#### Prompt
If a line in the records below contains the word "NaiveDateTime", copy it.
+--
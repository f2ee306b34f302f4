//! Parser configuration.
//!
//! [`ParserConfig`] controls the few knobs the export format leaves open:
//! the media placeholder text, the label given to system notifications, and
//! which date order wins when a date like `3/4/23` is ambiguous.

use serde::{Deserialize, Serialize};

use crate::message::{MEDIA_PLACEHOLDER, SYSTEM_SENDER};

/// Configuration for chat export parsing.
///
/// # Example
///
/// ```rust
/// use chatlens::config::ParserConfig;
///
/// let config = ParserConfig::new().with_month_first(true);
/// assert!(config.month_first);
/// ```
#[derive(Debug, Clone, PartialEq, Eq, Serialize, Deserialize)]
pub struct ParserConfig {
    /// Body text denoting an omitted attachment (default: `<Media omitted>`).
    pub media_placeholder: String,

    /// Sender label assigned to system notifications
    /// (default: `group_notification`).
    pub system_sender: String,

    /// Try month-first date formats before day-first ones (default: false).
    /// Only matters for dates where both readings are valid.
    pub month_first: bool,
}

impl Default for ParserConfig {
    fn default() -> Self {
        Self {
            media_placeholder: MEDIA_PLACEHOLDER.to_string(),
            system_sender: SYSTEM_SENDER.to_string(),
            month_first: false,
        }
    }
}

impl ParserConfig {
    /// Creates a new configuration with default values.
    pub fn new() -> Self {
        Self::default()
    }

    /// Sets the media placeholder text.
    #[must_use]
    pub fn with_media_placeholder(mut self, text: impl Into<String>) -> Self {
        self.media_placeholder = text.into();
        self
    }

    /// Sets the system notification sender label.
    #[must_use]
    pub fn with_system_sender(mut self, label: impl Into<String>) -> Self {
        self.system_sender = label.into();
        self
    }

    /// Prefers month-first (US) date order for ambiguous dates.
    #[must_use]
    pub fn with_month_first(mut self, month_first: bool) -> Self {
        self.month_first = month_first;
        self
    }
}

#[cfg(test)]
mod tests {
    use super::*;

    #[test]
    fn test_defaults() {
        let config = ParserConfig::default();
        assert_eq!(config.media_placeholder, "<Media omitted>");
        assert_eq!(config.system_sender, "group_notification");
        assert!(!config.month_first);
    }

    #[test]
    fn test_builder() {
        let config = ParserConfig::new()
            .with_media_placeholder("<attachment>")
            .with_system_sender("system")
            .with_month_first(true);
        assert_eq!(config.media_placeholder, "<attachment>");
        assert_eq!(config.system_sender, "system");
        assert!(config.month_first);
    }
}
+--
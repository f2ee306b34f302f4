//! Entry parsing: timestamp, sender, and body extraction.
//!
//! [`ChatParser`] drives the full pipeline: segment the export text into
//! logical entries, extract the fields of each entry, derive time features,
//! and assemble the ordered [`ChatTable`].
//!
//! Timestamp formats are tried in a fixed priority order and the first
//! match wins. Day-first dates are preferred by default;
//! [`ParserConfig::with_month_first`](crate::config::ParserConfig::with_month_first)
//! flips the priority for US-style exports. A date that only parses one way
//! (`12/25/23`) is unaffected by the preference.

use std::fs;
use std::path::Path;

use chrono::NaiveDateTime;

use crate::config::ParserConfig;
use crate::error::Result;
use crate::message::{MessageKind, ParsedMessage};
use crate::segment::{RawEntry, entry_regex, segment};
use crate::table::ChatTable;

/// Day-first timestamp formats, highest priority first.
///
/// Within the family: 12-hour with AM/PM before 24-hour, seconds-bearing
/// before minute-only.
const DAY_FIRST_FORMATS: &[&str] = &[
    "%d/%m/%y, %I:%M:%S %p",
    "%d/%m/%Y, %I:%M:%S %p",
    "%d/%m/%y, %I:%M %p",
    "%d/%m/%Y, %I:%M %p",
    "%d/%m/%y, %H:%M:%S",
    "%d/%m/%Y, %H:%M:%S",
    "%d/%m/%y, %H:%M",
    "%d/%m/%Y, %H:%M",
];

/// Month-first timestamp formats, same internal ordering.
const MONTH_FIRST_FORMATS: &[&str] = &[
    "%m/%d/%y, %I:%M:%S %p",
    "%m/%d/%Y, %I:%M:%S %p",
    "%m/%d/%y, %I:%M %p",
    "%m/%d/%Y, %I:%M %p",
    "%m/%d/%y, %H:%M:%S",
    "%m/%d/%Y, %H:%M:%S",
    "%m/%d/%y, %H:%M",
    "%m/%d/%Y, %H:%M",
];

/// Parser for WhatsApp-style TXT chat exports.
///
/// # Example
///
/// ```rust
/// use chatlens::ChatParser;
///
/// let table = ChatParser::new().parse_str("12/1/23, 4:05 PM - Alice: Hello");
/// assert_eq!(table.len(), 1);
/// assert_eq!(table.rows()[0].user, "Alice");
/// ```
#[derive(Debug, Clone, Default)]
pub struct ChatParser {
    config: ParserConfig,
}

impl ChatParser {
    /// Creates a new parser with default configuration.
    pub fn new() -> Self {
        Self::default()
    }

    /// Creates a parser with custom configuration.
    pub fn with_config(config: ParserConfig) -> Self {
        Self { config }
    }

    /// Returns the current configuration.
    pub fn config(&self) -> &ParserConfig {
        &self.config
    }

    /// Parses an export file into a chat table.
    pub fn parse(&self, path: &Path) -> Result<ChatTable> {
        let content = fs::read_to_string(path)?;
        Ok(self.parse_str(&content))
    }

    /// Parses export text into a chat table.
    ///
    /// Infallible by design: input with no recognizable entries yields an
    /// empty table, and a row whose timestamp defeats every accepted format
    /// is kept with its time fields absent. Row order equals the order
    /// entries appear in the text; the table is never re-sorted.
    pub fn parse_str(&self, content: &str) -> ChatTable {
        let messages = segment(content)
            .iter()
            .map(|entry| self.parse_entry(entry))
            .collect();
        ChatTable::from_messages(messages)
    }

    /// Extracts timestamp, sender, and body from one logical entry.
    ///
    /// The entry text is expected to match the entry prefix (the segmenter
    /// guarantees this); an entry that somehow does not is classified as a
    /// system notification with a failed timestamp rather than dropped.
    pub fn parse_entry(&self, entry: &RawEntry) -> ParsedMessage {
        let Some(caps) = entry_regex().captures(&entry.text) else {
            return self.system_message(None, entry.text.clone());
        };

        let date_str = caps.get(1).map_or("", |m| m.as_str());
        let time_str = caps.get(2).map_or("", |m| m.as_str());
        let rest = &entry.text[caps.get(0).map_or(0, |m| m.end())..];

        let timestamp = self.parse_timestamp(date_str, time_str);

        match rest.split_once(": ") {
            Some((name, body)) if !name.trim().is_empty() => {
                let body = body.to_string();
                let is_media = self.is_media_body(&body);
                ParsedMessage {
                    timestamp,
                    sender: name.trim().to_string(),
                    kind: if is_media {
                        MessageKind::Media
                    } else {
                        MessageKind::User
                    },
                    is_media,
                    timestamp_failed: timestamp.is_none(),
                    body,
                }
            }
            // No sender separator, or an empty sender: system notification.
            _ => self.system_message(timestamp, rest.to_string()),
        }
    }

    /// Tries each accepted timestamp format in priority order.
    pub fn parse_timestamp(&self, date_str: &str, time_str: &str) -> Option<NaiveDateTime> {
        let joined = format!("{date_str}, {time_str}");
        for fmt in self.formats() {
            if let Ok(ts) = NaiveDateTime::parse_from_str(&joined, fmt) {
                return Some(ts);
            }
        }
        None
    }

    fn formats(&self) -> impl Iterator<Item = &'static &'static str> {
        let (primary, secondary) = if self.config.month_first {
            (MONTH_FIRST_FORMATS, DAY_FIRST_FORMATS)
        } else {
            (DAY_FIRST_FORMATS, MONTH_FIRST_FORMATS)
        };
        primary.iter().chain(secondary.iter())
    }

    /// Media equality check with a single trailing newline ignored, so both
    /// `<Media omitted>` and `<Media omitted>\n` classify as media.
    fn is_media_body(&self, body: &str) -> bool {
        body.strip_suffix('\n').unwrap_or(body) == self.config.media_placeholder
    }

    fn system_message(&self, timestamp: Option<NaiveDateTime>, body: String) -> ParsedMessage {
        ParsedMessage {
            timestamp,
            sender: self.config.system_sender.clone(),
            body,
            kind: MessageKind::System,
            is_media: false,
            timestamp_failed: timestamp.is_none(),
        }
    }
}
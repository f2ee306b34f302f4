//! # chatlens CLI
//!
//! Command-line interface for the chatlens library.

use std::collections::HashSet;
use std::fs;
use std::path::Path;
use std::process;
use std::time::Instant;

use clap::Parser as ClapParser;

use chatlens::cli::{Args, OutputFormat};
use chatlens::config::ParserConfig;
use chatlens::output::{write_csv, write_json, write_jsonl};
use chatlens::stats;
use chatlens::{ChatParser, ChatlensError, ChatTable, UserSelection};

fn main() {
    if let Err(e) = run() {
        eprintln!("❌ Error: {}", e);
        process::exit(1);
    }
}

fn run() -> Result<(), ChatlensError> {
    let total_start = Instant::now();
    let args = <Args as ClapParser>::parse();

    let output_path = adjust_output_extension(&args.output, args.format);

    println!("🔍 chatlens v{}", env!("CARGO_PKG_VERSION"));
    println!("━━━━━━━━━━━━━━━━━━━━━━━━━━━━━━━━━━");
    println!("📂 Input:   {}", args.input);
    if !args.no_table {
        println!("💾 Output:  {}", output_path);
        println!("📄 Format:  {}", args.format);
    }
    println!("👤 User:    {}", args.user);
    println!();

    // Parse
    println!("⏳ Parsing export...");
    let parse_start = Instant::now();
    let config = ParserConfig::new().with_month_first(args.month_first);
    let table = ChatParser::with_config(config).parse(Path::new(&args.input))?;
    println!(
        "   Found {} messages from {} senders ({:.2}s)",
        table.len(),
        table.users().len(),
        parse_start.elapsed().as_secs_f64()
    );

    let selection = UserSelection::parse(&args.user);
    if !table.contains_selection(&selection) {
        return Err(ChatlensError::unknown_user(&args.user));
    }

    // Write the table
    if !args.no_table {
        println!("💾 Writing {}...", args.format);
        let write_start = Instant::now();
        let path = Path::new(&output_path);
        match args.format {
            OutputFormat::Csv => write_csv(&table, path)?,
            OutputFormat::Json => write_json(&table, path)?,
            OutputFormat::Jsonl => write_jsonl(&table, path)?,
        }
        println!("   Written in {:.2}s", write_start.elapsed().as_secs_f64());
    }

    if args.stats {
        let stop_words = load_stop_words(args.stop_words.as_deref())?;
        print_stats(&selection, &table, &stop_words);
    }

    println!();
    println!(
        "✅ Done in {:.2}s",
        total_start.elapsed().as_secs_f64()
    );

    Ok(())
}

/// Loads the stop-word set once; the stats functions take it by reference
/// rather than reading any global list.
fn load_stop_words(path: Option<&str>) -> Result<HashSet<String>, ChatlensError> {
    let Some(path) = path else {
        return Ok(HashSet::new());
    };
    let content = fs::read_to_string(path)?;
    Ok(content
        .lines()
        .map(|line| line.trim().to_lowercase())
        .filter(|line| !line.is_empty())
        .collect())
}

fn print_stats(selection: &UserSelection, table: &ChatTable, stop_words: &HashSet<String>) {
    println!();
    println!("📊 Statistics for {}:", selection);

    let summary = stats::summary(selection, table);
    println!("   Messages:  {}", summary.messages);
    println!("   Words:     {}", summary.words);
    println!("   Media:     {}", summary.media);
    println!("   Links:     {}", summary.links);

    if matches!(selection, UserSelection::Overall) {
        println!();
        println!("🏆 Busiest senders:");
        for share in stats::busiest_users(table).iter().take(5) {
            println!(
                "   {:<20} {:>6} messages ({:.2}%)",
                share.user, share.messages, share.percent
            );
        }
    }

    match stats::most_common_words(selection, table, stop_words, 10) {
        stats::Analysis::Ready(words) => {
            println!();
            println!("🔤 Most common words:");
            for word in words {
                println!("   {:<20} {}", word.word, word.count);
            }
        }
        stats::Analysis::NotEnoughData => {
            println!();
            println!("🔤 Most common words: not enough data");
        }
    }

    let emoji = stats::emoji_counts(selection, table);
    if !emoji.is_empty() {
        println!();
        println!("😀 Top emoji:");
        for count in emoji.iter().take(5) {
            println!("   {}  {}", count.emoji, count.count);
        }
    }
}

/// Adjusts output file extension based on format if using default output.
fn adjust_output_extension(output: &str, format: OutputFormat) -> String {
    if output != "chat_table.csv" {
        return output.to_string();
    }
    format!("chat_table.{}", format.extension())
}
+--
#### Output for this task
use chrono::NaiveDateTime;
    pub fn parse_timestamp(&self, date_str: &str, time_str: &str) -> Option<NaiveDateTime> {
            if let Ok(ts) = NaiveDateTime::parse_from_str(&joined, fmt) {
    fn system_message(&self, timestamp: Option<NaiveDateTime>, body: String) -> ParsedMessage {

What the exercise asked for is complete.